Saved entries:
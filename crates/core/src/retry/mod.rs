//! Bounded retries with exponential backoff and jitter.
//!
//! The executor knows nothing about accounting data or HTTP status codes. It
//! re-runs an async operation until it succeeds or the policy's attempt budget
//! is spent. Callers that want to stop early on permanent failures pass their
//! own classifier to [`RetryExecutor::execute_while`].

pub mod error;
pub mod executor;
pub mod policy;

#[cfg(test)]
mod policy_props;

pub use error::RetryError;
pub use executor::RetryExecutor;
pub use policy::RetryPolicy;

Task instructions:
Repeat the line that contains "pub use executor::RetryExecutor;", then every line after it until the records end, with nothing added.

Output for this task:
pub use executor::RetryExecutor;
pub use policy::RetryPolicy;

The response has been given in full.